KUNA — Kuna School District officials are working to change state law to allow school districts in Idaho to start collecting revenue from impact fees.
Kuna school board members and other district officials have drafted a resolution that may eventually result in school districts statewide becoming eligible to receive impact fees.
While the process to make this happen is difficult, the resolution itself is relatively straightforward: They are simply seeking to change a definition in Idaho law. Currently, the law asserts that impact fees may go to benefit “public facilities,” including water supply production, wastewater collection, roads, flood control, parks, law enforcement and more — but excludes public school facilities.
The trustees are hoping to add the words “public school facilities” to the legal definition of “public facilities” in Idaho. Of the 29 states that have enacted impact-fee-enabling legislation, only 13 allow impact fees to serve school districts. Idaho is not one of those states.
An impact fee is a one-time fee charged to a developer who is building a house or a commercial building. The fee is paid at the time of development and is intended to offset the costs of new amenities necessitated by growth.
Before impact fees could be utilized by school districts, however, the resolution must first be presented at a convention held in November by the Idaho State School Boards Association, during which school board members must vote to put the issue in front of the Idaho Legislature. It would then be crafted into a bill, which the legislature would have to pass into law.
Next, if it were to be passed by the Legislature, the school district would have to work with local entities to discuss the fees and how they would be collected.

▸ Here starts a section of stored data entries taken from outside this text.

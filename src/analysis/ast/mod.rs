/// Ruby syntax tree access: parsing, node helpers, pattern matching and traversal
pub mod error;
pub mod kinds;
pub mod languages;
pub mod matcher;
pub mod node;
pub mod visitor;

// Re-export main types for convenience
pub use error::AstError;
pub use languages::{parse_ruby, LanguageCache, ParsedSource};
pub use matcher::{Captures, Matcher};
pub use node::SendNode;
pub use visitor::RuleVisitor;
//! `FactoryBot/ExclusiveTraits`: traits of one factory assigning the same attribute differently
use std::collections::HashSet;
use tree_sitter::Node;

use super::language::{is_definition_block, DEFAULT_RESERVED_METHODS};
use super::{Rule, RuleContext};
use crate::analysis::ast::kinds;
use crate::analysis::ast::matcher::{send, sym_capture, Matcher, SendPattern};
use crate::analysis::ast::node::{block_body, block_statements, text, SendNode};
use crate::config::Config;

pub const NAME: &str = "FactoryBot/ExclusiveTraits";

struct TraitDefinition<'t> {
    name: String,
    call: SendNode<'t>,
    /// attribute name -> value source, in definition order
    attributes: Vec<(String, String)>,
}

/// attribute -> [(trait, value source)], both in first-seen order
type TraitAttributeMap = Vec<(String, Vec<(String, String)>)>;

pub struct ExclusiveTraits {
    reserved: HashSet<String>,
    trait_definition: SendPattern,
}

impl ExclusiveTraits {
    pub fn new(reserved: impl IntoIterator<Item = String>) -> Self {
        Self {
            reserved: reserved.into_iter().collect(),
            trait_definition: send()
                .without_receiver()
                .method("trait")
                .arg(sym_capture("name"))
                .exact_arguments()
                .with_block(),
        }
    }

    pub fn from_config(config: &Config) -> Self {
        match config.rule(NAME).reserved_methods {
            Some(reserved) => Self::new(reserved),
            None => Self::new(DEFAULT_RESERVED_METHODS.iter().map(|s| s.to_string())),
        }
    }

    fn extract_traits<'t>(&self, factory_block: Node<'t>, src: &str) -> Vec<TraitDefinition<'t>> {
        let mut traits: Vec<TraitDefinition<'t>> = Vec::new();
        for statement in block_statements(factory_block) {
            let Some(caps) = self.trait_definition.captures(statement, src) else {
                continue;
            };
            let (Some(name), Some(call)) = (caps.name("name"), SendNode::from_node(statement)) else {
                continue;
            };
            let attributes = call
                .block()
                .map(|b| self.extract_attributes(b, src))
                .unwrap_or_default();
            let definition = TraitDefinition {
                name: name.to_string(),
                call,
                attributes,
            };
            // a redefinition replaces the earlier trait in place
            match traits.iter_mut().find(|t| t.name == definition.name) {
                Some(slot) => *slot = definition,
                None => traits.push(definition),
            }
        }
        traits
    }

    fn extract_attributes(&self, trait_block: Node<'_>, src: &str) -> Vec<(String, String)> {
        let mut attributes: Vec<(String, String)> = Vec::new();
        for statement in block_statements(trait_block) {
            let Some(call) = SendNode::from_node(statement) else {
                continue;
            };
            let Some(block) = call.block() else {
                continue;
            };
            if call.receiver().is_some() {
                continue;
            }
            let method = call.method_name(src);
            if self.reserved.contains(method) {
                continue;
            }
            let value = block_body(block)
                .map(|b| text(b, src).trim().to_string())
                .unwrap_or_default();
            match attributes.iter_mut().find(|(k, _)| *k == method) {
                Some(slot) => slot.1 = value,
                None => attributes.push((method.to_string(), value)),
            }
        }
        attributes
    }
}

fn build_attribute_map(traits: &[TraitDefinition<'_>]) -> TraitAttributeMap {
    let mut map: TraitAttributeMap = Vec::new();
    for t in traits {
        for (attr, value) in &t.attributes {
            let idx = match map.iter().position(|(a, _)| a == attr) {
                Some(i) => i,
                None => {
                    map.push((attr.clone(), Vec::new()));
                    map.len() - 1
                }
            };
            map[idx].1.push((t.name.clone(), value.clone()));
        }
    }
    map
}

fn format_names(names: &[String]) -> String {
    names
        .iter()
        .map(|n| format!("`{}`", n))
        .collect::<Vec<_>>()
        .join(" and ")
}

fn push_unique(list: &mut Vec<String>, value: &str) {
    if !list.iter().any(|v| v == value) {
        list.push(value.to_string());
    }
}

impl Rule for ExclusiveTraits {
    fn name(&self) -> &'static str {
        NAME
    }

    fn triggers(&self) -> &'static [&'static str] {
        &[kinds::CALL]
    }

    fn check(&self, node: Node<'_>, ctx: &mut RuleContext<'_>) {
        let src = ctx.source();
        if !is_definition_block(node, src, &["factory"]) {
            return;
        }
        let Some(block) = SendNode::from_node(node).and_then(|c| c.block()) else {
            return;
        };

        let traits = self.extract_traits(block, src);
        if traits.len() < 2 {
            return;
        }

        let conflicts: Vec<_> = build_attribute_map(&traits)
            .into_iter()
            .filter(|(_, values)| {
                let distinct: HashSet<&str> = values.iter().map(|(_, v)| v.as_str()).collect();
                values.len() >= 2 && distinct.len() >= 2
            })
            .collect();
        if conflicts.is_empty() {
            return;
        }

        // trait -> (peers, attributes), in order of first conflict
        let mut per_trait: Vec<(String, Vec<String>, Vec<String>)> = Vec::new();
        for (attr, values) in &conflicts {
            for (trait_name, _) in values {
                let idx = match per_trait.iter().position(|(t, _, _)| t == trait_name) {
                    Some(i) => i,
                    None => {
                        per_trait.push((trait_name.clone(), Vec::new(), Vec::new()));
                        per_trait.len() - 1
                    }
                };
                let (_, peers, attrs) = &mut per_trait[idx];
                for (peer, _) in values.iter().filter(|(p, _)| p != trait_name) {
                    push_unique(peers, peer);
                }
                push_unique(attrs, attr);
            }
        }

        for (trait_name, peers, attrs) in per_trait {
            let Some(definition) = traits.iter().find(|t| t.name == trait_name) else {
                continue;
            };
            let mut names = vec![trait_name.clone()];
            names.extend(peers);
            let message = format!(
                "Traits {} define the same attribute {} with different values. Consider using sub-factories instead.",
                format_names(&names),
                format_names(&attrs)
            );
            ctx.add_offense(definition.call.send_span(), message, None);
        }
    }
}
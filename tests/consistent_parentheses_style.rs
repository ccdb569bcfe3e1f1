mod common;

use common::*;
use factory_lint::rules::consistent_parentheses_style::NAME;

const REQUIRE_MSG: &str = "Prefer method call with parentheses";
const OMIT_MSG: &str = "Prefer method call without parentheses";
const OMIT: &str = "  EnforcedStyle: omit_parentheses\n";

#[test]
fn require_style_adds_parentheses() {
    let linter = linter_for(NAME, "");
    assert_corrects(&linter, "create :user\n", REQUIRE_MSG, "create", "create(:user)\n");
    assert_corrects(
        &linter,
        "user = build :user, name: 'Jane'\n",
        REQUIRE_MSG,
        "build",
        "user = build(:user, name: 'Jane')\n",
    );
}

#[test]
fn require_style_keeps_the_block_outside() {
    let linter = linter_for(NAME, "");
    assert_eq!(
        corrected(&linter, "create :user do |u|\n  u.touch\nend\n"),
        "create(:user) do |u|\n  u.touch\nend\n"
    );
}

#[test]
fn require_style_ignores_parenthesized_and_ambiguous_calls() {
    let linter = linter_for(NAME, "");
    assert_no_offenses(&linter, "create(:user)\n");
    assert_no_offenses(&linter, "create\n");
    assert_no_offenses(&linter, "generate :email, 2\n");
    assert_no_offenses(&linter, "build(:user) or create :user\n");
    assert_no_offenses(&linter, "other :user\n");
}

#[test]
fn omit_style_removes_parentheses() {
    let linter = linter_for(NAME, OMIT);
    assert_corrects(&linter, "create(:user)\n", OMIT_MSG, "create", "create :user\n");
    assert_corrects(
        &linter,
        "FactoryBot.build_list(:user, 2)\n",
        OMIT_MSG,
        "build_list",
        "FactoryBot.build_list :user, 2\n",
    );
}

#[test]
fn omit_style_ignores_multiline_and_brace_blocks() {
    let linter = linter_for(NAME, OMIT);
    assert_no_offenses(&linter, "create(\n  :user\n)\n");
    assert_no_offenses(&linter, "create(:user) { |u| u.touch }\n");
    assert_no_offenses(&linter, "create :user\n");
}

#[test]
fn explicit_only_checks_library_calls() {
    let linter = linter_for(NAME, "  ExplicitOnly: true\n");
    assert_no_offenses(&linter, "create :user\n");
    assert_eq!(corrected(&linter, "FactoryBot.create :user\n"), "FactoryBot.create(:user)\n");
}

The goal of the resolution is to help fund the school district, mitigate the property tax burden of Kuna residents and create a method that encourages growth to pay for growth, according to Adam Bell, the district’s budget and finance manager, and Joy Thomas, vice chair of the Kuna School District board of trustees.
“Currently, we do not have a mechanism for growth to pay for growth,” Bell, who drafted the resolution, said. “This allows for housing coming into the community — that’s impacting our community and adding to our school numbers — to pay a portion of their fair share without it financially overburdening the current taxpayers.”

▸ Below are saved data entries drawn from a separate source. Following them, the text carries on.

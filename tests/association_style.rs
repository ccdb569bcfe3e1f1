mod common;

use common::*;
use factory_lint::rules::association_style::NAME;

const IMPLICIT_MSG: &str = "Use implicit style to define associations.";
const EXPLICIT_MSG: &str = "Use explicit style to define associations.";

#[test]
fn implicit_style_flags_explicit_association() {
    let linter = linter_for(NAME, "");
    assert_corrects(
        &linter,
        "factory :article do\n  association :user\nend\n",
        IMPLICIT_MSG,
        "association :user",
        "factory :article do\n  user\nend\n",
    );
}

#[test]
fn implicit_style_moves_traits_into_factory_option() {
    let linter = linter_for(NAME, "");
    assert_corrects(
        &linter,
        "factory :article do\n  association :user, :admin\nend\n",
        IMPLICIT_MSG,
        "association :user, :admin",
        "factory :article do\n  user factory: %i[user admin]\nend\n",
    );
}

#[test]
fn implicit_style_keeps_factory_option() {
    let linter = linter_for(NAME, "");
    assert_eq!(
        corrected(&linter, "factory :article do\n  association :author, factory: :user\nend\n"),
        "factory :article do\n  author factory: %i[user]\nend\n"
    );
}

#[test]
fn implicit_style_inside_trait() {
    let linter = linter_for(NAME, "");
    let source = "factory :article do\n  trait :with_user do\n    association :user\n  end\nend\n";
    let found = offenses(&linter, source);
    assert_eq!(found.len(), 1);
    assert_eq!(highlighted(source, &found[0]), "association :user");
}

#[test]
fn implicit_style_ignores_build_strategy_and_keywords() {
    let linter = linter_for(NAME, "");
    assert_no_offenses(&linter, "factory :article do\n  association :user, strategy: :build\nend\n");
    assert_no_offenses(&linter, "factory :article do\n  association :alias\nend\n");
}

#[test]
fn implicit_style_ignores_keyword_trait_names() {
    let linter = linter_for(NAME, "");
    assert_no_offenses(
        &linter,
        "factory :article do\n  trait :with_class do\n    association :foo, :__FILE__\n  end\nend\n",
    );
}

#[test]
fn implicit_style_still_flags_keyword_factory_option() {
    let linter = linter_for(NAME, "");
    assert_corrects(
        &linter,
        "factory :article do\n  association :foo, factory: :alias\nend\n",
        IMPLICIT_MSG,
        "association :foo, factory: :alias",
        "factory :article do\n  foo factory: %i[alias]\nend\n",
    );
}

#[test]
fn styles_round_trip_a_plain_association() {
    let implicit = linter_for(NAME, "");
    let explicit = linter_for(NAME, "  EnforcedStyle: explicit\n");
    let original = "factory :article do\n  user\nend\n";
    let as_explicit = corrected(&explicit, original);
    assert_eq!(as_explicit, "factory :article do\n  association :user\nend\n");
    assert_eq!(corrected(&implicit, &as_explicit), original);
}

#[test]
fn styles_round_trip_a_factory_option() {
    let implicit = linter_for(NAME, "");
    let explicit = linter_for(NAME, "  EnforcedStyle: explicit\n");
    let as_implicit = corrected(&implicit, "factory :article do\n  association :author, factory: :user\nend\n");
    assert_eq!(as_implicit, "factory :article do\n  author factory: %i[user]\nend\n");
    assert_eq!(
        corrected(&explicit, &as_implicit),
        "factory :article do\n  association :author, factory: %i[user]\nend\n"
    );
}

#[test]
fn implicit_style_ignores_associations_outside_factories() {
    let linter = linter_for(NAME, "");
    assert_no_offenses(&linter, "association :user\n");
}

#[test]
fn explicit_style_flags_implicit_association() {
    let linter = linter_for(NAME, "  EnforcedStyle: explicit\n");
    assert_corrects(
        &linter,
        "factory :article do\n  user\nend\n",
        EXPLICIT_MSG,
        "user",
        "factory :article do\n  association :user\nend\n",
    );
}

#[test]
fn explicit_style_keeps_arguments() {
    let linter = linter_for(NAME, "  EnforcedStyle: explicit\n");
    assert_eq!(
        corrected(&linter, "factory :article do\n  author factory: :user\nend\n"),
        "factory :article do\n  association :author, factory: :user\nend\n"
    );
}

#[test]
fn explicit_style_ignores_attributes_and_dsl_methods() {
    let linter = linter_for(NAME, "  EnforcedStyle: explicit\n");
    let source = "factory :user do\n  name { 'Jane' }\n  skip_create\n  sequence(:email) { |n| \"u#{n}@example.com\" }\nend\n";
    assert_no_offenses(&linter, source);
}

#[test]
fn explicit_style_ignores_traits_of_the_outermost_factory() {
    let linter = linter_for(NAME, "  EnforcedStyle: explicit\n");
    let source = "factory :user do\n  trait :admin do\n    role { 'admin' }\n  end\n\n  factory :admin_user do\n    admin\n  end\nend\n";
    assert_no_offenses(&linter, source);
}

#[test]
fn explicit_style_honours_configured_method_names() {
    let linter = linter_for(
        NAME,
        "  EnforcedStyle: explicit\n  NonImplicitAssociationMethodNames:\n    - email\n",
    );
    assert_no_offenses(&linter, "factory :user do\n  email\nend\n");
}

#[test]
fn unknown_style_is_a_configuration_error() {
    let config = config_for(NAME, "  EnforcedStyle: sideways\n");
    let gate = std::sync::Arc::new(factory_lint::FixedVersion(factory_lint::EffectiveVersion::DEFAULT));
    let err = match factory_lint::Linter::new(&config, gate) {
        Ok(_) => panic!("expected a configuration error"),
        Err(e) => e,
    };
    match err.downcast_ref::<factory_lint::ConfigError>() {
        Some(factory_lint::ConfigError::InvalidStyle { style, .. }) => assert_eq!(style, "sideways"),
        other => panic!("unexpected error: {other:?}"),
    }
}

According to Bell, if Kuna grows the way that it’s projected to grow, the school district might need to ask for a bond every couple of years, which can become increasingly taxing on a community. Receiving impact fees could, potentially, be a way to mitigate the financial burden placed on the community.
For now, developers pay $701 to the fire department, $939 to parks and recreation and $90 to the police department for every new residential home being constructed, according to Lisa Holland, Kuna’s economic development director. New commercial properties pay 35 cents per square foot to the fire department, 4 cents to the police department and nothing to parks and recreation.

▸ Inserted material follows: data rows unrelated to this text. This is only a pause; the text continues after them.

//! `FactoryBot/ExcessiveCreateList`: `create_list` asking for too many records
use tree_sitter::Node;

use super::language::factory_call_receiver_ok;
use super::{Rule, RuleContext};
use crate::analysis::ast::kinds;
use crate::analysis::ast::matcher::{capture, int, one_of, send, str_lit, sym, Matcher, SendPattern};
use crate::analysis::ast::node::{integer_value, span, SendNode};
use crate::config::Config;

pub const NAME: &str = "FactoryBot/ExcessiveCreateList";

pub const DEFAULT_MAX_AMOUNT: i64 = 10;

pub struct ExcessiveCreateList {
    max_amount: i64,
    explicit_only: bool,
    create_list: SendPattern,
}

impl ExcessiveCreateList {
    pub fn new(max_amount: i64, explicit_only: bool) -> Self {
        Self {
            max_amount,
            explicit_only,
            create_list: send()
                .method("create_list")
                .arg(one_of(vec![sym(), str_lit()]))
                .arg(capture("count", int())),
        }
    }

    pub fn from_config(config: &Config) -> Self {
        let rule = config.rule(NAME);
        Self::new(rule.max_amount.unwrap_or(DEFAULT_MAX_AMOUNT), rule.explicit_only)
    }
}

impl Rule for ExcessiveCreateList {
    fn name(&self) -> &'static str {
        NAME
    }

    fn triggers(&self) -> &'static [&'static str] {
        &[kinds::CALL]
    }

    fn check(&self, node: Node<'_>, ctx: &mut RuleContext<'_>) {
        let src = ctx.source();
        let Some(caps) = self.create_list.captures(node, src) else {
            return;
        };
        let Some(call) = SendNode::from_node(node) else {
            return;
        };
        if !factory_call_receiver_ok(&call, src, self.explicit_only) {
            return;
        }
        let Some(count) = caps.node("count") else {
            return;
        };
        if integer_value(count, src).is_some_and(|n| n > self.max_amount) {
            ctx.add_offense(
                span(count),
                format!("Avoid using `create_list` with more than {} items.", self.max_amount),
                None,
            );
        }
    }
}
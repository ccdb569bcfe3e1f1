//! `FactoryBot/ConsistentParenthesesStyle`: one parenthesization style for factory calls
use tree_sitter::Node;

use super::language::{factory_call_receiver_ok, FACTORY_CALLS};
use super::{Rule, RuleContext};
use crate::analysis::ast::kinds;
use crate::analysis::ast::node::{pair_value, span, SendNode};
use crate::config::{Config, ConfigError};
use crate::correction::{Corrector, Span};

pub const NAME: &str = "FactoryBot/ConsistentParenthesesStyle";

const STYLES: &[&str] = &["require_parentheses", "omit_parentheses"];

const MSG_REQUIRE: &str = "Prefer method call with parentheses";
const MSG_OMIT: &str = "Prefer method call without parentheses";

/// Parents under which dropping or adding parentheses changes how the call binds
const AMBIGUOUS_PARENTS: &[&str] = &[
    kinds::ARGUMENT_LIST,
    kinds::PAIR,
    kinds::ARRAY,
    kinds::CONDITIONAL,
    kinds::IF_MODIFIER,
    kinds::UNLESS_MODIFIER,
];

const BOOLEAN_OPERATORS: &[&str] = &["&&", "||", "and", "or"];

#[derive(Debug, Clone, Copy, PartialEq, Eq)]
pub enum Style {
    RequireParentheses,
    OmitParentheses,
}

pub struct ConsistentParenthesesStyle {
    style: Style,
    explicit_only: bool,
}

impl ConsistentParenthesesStyle {
    pub fn new(style: Style, explicit_only: bool) -> Self {
        Self { style, explicit_only }
    }

    pub fn from_config(config: &Config) -> Result<Self, ConfigError> {
        let style = match config.enforced_style(NAME, STYLES)? {
            "omit_parentheses" => Style::OmitParentheses,
            _ => Style::RequireParentheses,
        };
        Ok(Self::new(style, config.rule(NAME).explicit_only))
    }

    fn is_candidate(&self, call: &SendNode<'_>, src: &str) -> bool {
        let method = call.method_name(src);
        if !FACTORY_CALLS.contains(&method) || !factory_call_receiver_ok(call, src, self.explicit_only) {
            return false;
        }
        let Some(first) = call.first_argument() else {
            return false;
        };
        if matches!(first.kind(), kinds::PAIR | kinds::HASH) {
            return false;
        }
        if method == "generate" && call.arguments().len() > 1 {
            return false;
        }
        !in_ambiguous_position(call.node(), src)
    }

    fn require_parentheses(&self, call: &SendNode<'_>, ctx: &mut RuleContext<'_>) {
        if call.is_parenthesized() {
            return;
        }
        let (Some(first), Some(last)) = (call.first_argument(), call.last_argument()) else {
            return;
        };
        let selector = call.selector();
        let mut corrector = Corrector::new();
        corrector.replace(Span::new(selector.end_byte(), first.start_byte()), "(");
        corrector.insert_after(span(last), ")");
        ctx.add_offense(span(selector), MSG_REQUIRE, Some(corrector.finish()));
    }

    fn omit_parentheses(&self, call: &SendNode<'_>, ctx: &mut RuleContext<'_>) {
        if !call.is_parenthesized() {
            return;
        }
        let (Some(list), Some(first)) = (call.argument_list(), call.first_argument()) else {
            return;
        };
        let selector = call.selector();
        if first.start_position().row > selector.start_position().row {
            return;
        }
        let omits_hash_value = call
            .arguments()
            .iter()
            .any(|a| a.kind() == kinds::PAIR && pair_value(*a).is_none());
        if omits_hash_value {
            return;
        }
        // a brace block would bind to the last argument once the parentheses are gone
        if call.block().is_some_and(|b| b.kind() == kinds::BLOCK) {
            return;
        }
        let mut corrector = Corrector::new();
        corrector.replace(Span::new(list.start_byte(), list.start_byte() + 1), " ");
        corrector.remove(Span::new(list.end_byte() - 1, list.end_byte()));
        ctx.add_offense(span(selector), MSG_OMIT, Some(corrector.finish()));
    }
}

fn in_ambiguous_position(node: Node<'_>, src: &str) -> bool {
    let Some(parent) = node.parent() else {
        return false;
    };
    if AMBIGUOUS_PARENTS.contains(&parent.kind()) {
        return true;
    }
    match parent.kind() {
        kinds::CALL => parent.child_by_field_name("receiver") == Some(node),
        kinds::BINARY => parent
            .child_by_field_name("operator")
            .is_some_and(|op| BOOLEAN_OPERATORS.contains(&op.utf8_text(src.as_bytes()).unwrap_or(""))),
        _ => false,
    }
}

impl Rule for ConsistentParenthesesStyle {
    fn name(&self) -> &'static str {
        NAME
    }

    fn triggers(&self) -> &'static [&'static str] {
        &[kinds::CALL]
    }

    fn check(&self, node: Node<'_>, ctx: &mut RuleContext<'_>) {
        let src = ctx.source();
        let Some(call) = SendNode::from_node(node) else {
            return;
        };
        if !self.is_candidate(&call, src) {
            return;
        }
        match self.style {
            Style::RequireParentheses => self.require_parentheses(&call, ctx),
            Style::OmitParentheses => self.omit_parentheses(&call, ctx),
        }
    }
}
use thiserror::Error;

#[derive(Debug, Error)]
pub enum AstError {
    #[error("source code too large ({0} bytes), refusing to analyze")]
    SourceTooLarge(usize),

    #[error("failed to set up the Ruby grammar: {0}")]
    LanguageSetup(String),

    #[error("failed to parse Ruby source code")]
    ParseFailed,

    #[error("source code contains syntax errors near line {line}")]
    SyntaxError { line: usize },
}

Adding public school facilities to the legal definition would require new developments to pay an additional fee, on top of the existing impact fees. If school districts were approved to receive impact fees, they would not take money away from Kuna’s other public agencies.
Even though adding a definition seems relatively simple, the movement still isn’t a “slam dunk,” according to Thomas. Until the convention in November, she’ll be drafting letters to other school boards in the state, as well as some legislators, to help rally support.
The resolution, if passed into law, would make every school district in the state eligible to collect impact fees.
“This is simple,” Thomas said. “This is just (adding) school districts to the definition, and (giving) us the opportunity to collect them. We’re not taking away from anyone else; we’re just wanting a little bit of extra help.”